Stored data entries
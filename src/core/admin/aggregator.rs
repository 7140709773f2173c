//! Concurrent admin stats collection
//!
//! Unlike the failover scan, every candidate is asked at once: the goal is
//! coverage. Each call carries its own timeout and one failure never cancels
//! the others. API keys live in a store shared by all servers, so key counts
//! are taken from the first responder while usage counters are summed.

use crate::core::admin::stats::{normalize_stats, NormalizedStats};
use crate::core::admin::AdminError;
use crate::core::failover::health::url::{build_endpoint_url, server_identifier};
use crate::core::failover::health::{HealthDetails, HealthProbe};
use crate::core::failover::registry::ServerRegistry;
use crate::core::network::debug_logger::get_debug_logger;
use crate::core::network::http_client::{HttpClientTrait, HttpRequest};
use crate::core::network::types::ClientError;
use futures::future::join_all;
use serde::Serialize;
use std::sync::Arc;
use std::time::{Duration, Instant};

/// One successful responder
#[derive(Debug, Clone, PartialEq, Serialize)]
#[serde(rename_all = "camelCase")]
pub struct ServerStats {
    pub identifier: String,
    pub url: String,
    pub stats: NormalizedStats,
    pub response_time_ms: u64,
}

/// Aggregate over every server that answered
#[derive(Debug, Clone, PartialEq, Serialize)]
#[serde(rename_all = "camelCase")]
pub struct AggregatedStats {
    // Shared key store: first responder
    pub total_api_keys: u64,
    pub active_api_keys: u64,
    pub donated_api_keys: u64,
    // Per-server usage: summed
    pub total_allocations: u64,
    pub total_api_calls: u64,
    pub total_successful_requests: u64,
    /// Percentage with one decimal; 0 when there were no calls
    pub success_rate: f64,
    /// Mean of the responders' positive average response times
    pub average_response_time: f64,
    pub online_servers: usize,
    pub servers: Vec<ServerStats>,
    /// Servers that rejected the bearer token
    pub unauthorized_servers: Vec<String>,
    pub failed_servers: Vec<String>,
    /// Source of the shared fields
    pub base_server: String,
}

/// Status board entry for one candidate
#[derive(Debug, Clone, PartialEq, Serialize)]
#[serde(rename_all = "camelCase")]
pub struct ServerStatus {
    /// 1-based position in the candidate list
    pub index: usize,
    pub url: String,
    pub identifier: String,
    pub online: bool,
    pub status_code: Option<u16>,
    pub response_time_ms: u64,
    pub details: Option<HealthDetails>,
    pub error: Option<String>,
}

enum StatsReply {
    Ok(ServerStats),
    Unauthorized(String),
    Failed(String, String),
}

pub struct AdminAggregator {
    registry: ServerRegistry,
    client: Arc<dyn HttpClientTrait>,
    probe: Arc<HealthProbe>,
    stats_path: String,
    stats_timeout_ms: u32,
    status_timeout_ms: u32,
}

impl AdminAggregator {
    pub fn new(
        registry: ServerRegistry,
        client: Arc<dyn HttpClientTrait>,
        probe: Arc<HealthProbe>,
        stats_path: impl Into<String>,
        stats_timeout_ms: u32,
        status_timeout_ms: u32,
    ) -> Self {
        Self {
            registry,
            client,
            probe,
            stats_path: stats_path.into(),
            stats_timeout_ms,
            status_timeout_ms,
        }
    }

    /// Fan out the stats request to every candidate and aggregate
    pub async fn collect(&self, token: &str) -> Result<AggregatedStats, ClientError> {
        if token.trim().is_empty() {
            return Err(ClientError::Unauthorized);
        }

        let start = Instant::now();
        let calls = self
            .registry
            .list_candidates()
            .iter()
            .map(|base_url| self.fetch_stats(base_url, token));
        let replies = join_all(calls).await;

        let mut responders = Vec::new();
        let mut unauthorized = Vec::new();
        let mut failed = Vec::new();
        for reply in replies {
            match reply {
                StatsReply::Ok(stats) => responders.push(stats),
                StatsReply::Unauthorized(url) => unauthorized.push(url),
                StatsReply::Failed(url, reason) => {
                    get_debug_logger().debug_sync(
                        "AdminAggregator",
                        "stats_failed",
                        &format!("{}: {}", url, reason),
                    );
                    failed.push(url);
                }
            }
        }

        let logger = get_debug_logger();
        logger.aggregation_summary(responders.len(), unauthorized.len(), failed.len());
        logger.performance_sync("AdminAggregator", "collect", start.elapsed().as_millis() as u64);

        if responders.is_empty() {
            return Err(AdminError::NoServersReachable {
                tried: self.registry.len(),
                unauthorized,
            }
            .into());
        }

        Ok(aggregate(responders, unauthorized, failed))
    }

    async fn fetch_stats(&self, base_url: &str, token: &str) -> StatsReply {
        let url = build_endpoint_url(base_url, &self.stats_path);
        let request = HttpRequest::get(url, self.stats_timeout_ms)
            .with_bearer(token)
            .with_header("Accept", "application/json");
        let bound = Duration::from_millis(self.stats_timeout_ms as u64);
        let start = Instant::now();

        let response = match tokio::time::timeout(bound, self.client.execute(request)).await {
            Ok(Ok(response)) => response,
            Ok(Err(message)) => return StatsReply::Failed(base_url.to_string(), message),
            Err(_) => return StatsReply::Failed(base_url.to_string(), "timeout".to_string()),
        };

        if response.status_code == 401 {
            get_debug_logger().error_sync(
                "AdminAggregator",
                "unauthorized",
                &format!("Authentication failed for {}", base_url),
            );
            return StatsReply::Unauthorized(base_url.to_string());
        }
        if !response.is_success() {
            return StatsReply::Failed(base_url.to_string(), format!("HTTP {}", response.status_code));
        }

        match response.json() {
            Ok(raw) if raw.is_object() => StatsReply::Ok(ServerStats {
                identifier: server_identifier(base_url),
                url: base_url.to_string(),
                stats: normalize_stats(&raw),
                response_time_ms: start.elapsed().as_millis() as u64,
            }),
            Ok(_) => StatsReply::Failed(base_url.to_string(), "stats body is not an object".to_string()),
            Err(e) => StatsReply::Failed(base_url.to_string(), e),
        }
    }

    /// Probe every candidate concurrently for the status board
    pub async fn check_all_servers(&self) -> Vec<ServerStatus> {
        let checks = self
            .registry
            .list_candidates()
            .iter()
            .enumerate()
            .map(|(i, base_url)| async move {
                let outcome = self.probe.probe(base_url, self.status_timeout_ms).await;
                ServerStatus {
                    index: i + 1,
                    url: base_url.clone(),
                    identifier: server_identifier(base_url),
                    online: outcome.healthy,
                    status_code: outcome.status_code,
                    response_time_ms: outcome.response_time_ms,
                    details: if outcome.healthy { outcome.details } else { None },
                    error: if outcome.healthy { None } else { outcome.reason },
                }
            });
        join_all(checks).await
    }

    pub async fn online_server_count(&self) -> usize {
        self.check_all_servers()
            .await
            .iter()
            .filter(|status| status.online)
            .count()
    }
}

/// Fold responders (in candidate order) into one view
fn aggregate(responders: Vec<ServerStats>, unauthorized: Vec<String>, failed: Vec<String>) -> AggregatedStats {
    let base = &responders[0];
    let mut result = AggregatedStats {
        total_api_keys: base.stats.total_api_keys,
        active_api_keys: base.stats.active_api_keys,
        donated_api_keys: base.stats.donated_api_keys,
        total_allocations: 0,
        total_api_calls: 0,
        total_successful_requests: 0,
        success_rate: 0.0,
        average_response_time: 0.0,
        online_servers: responders.len(),
        servers: Vec::new(),
        unauthorized_servers: unauthorized,
        failed_servers: failed,
        base_server: base.identifier.clone(),
    };

    for server in &responders {
        result.total_allocations += server.stats.total_allocations;
        result.total_api_calls += server.stats.total_api_calls;
        result.total_successful_requests += server.stats.total_successful_requests;
    }

    if result.total_api_calls > 0 {
        let rate = result.total_successful_requests as f64 / result.total_api_calls as f64 * 100.0;
        result.success_rate = (rate * 10.0).round() / 10.0;
    }

    let times: Vec<f64> = responders
        .iter()
        .map(|s| s.stats.average_response_time)
        .filter(|t| *t > 0.0)
        .collect();
    if !times.is_empty() {
        result.average_response_time = times.iter().sum::<f64>() / times.len() as f64;
    }

    result.servers = responders;
    result
}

Requirement =
Above are records; repeat only the lines starting at the line with "repository 7140709773f2173c" and ending at the line with "counters are summed.", exactly as they appear, both included.

The answer =
repository 7140709773f2173c
//! Concurrent admin stats collection
//!
//! Unlike the failover scan, every candidate is asked at once: the goal is
//! coverage. Each call carries its own timeout and one failure never cancels
//! the others. API keys live in a store shared by all servers, so key counts
//! are taken from the first responder while usage counters are summed.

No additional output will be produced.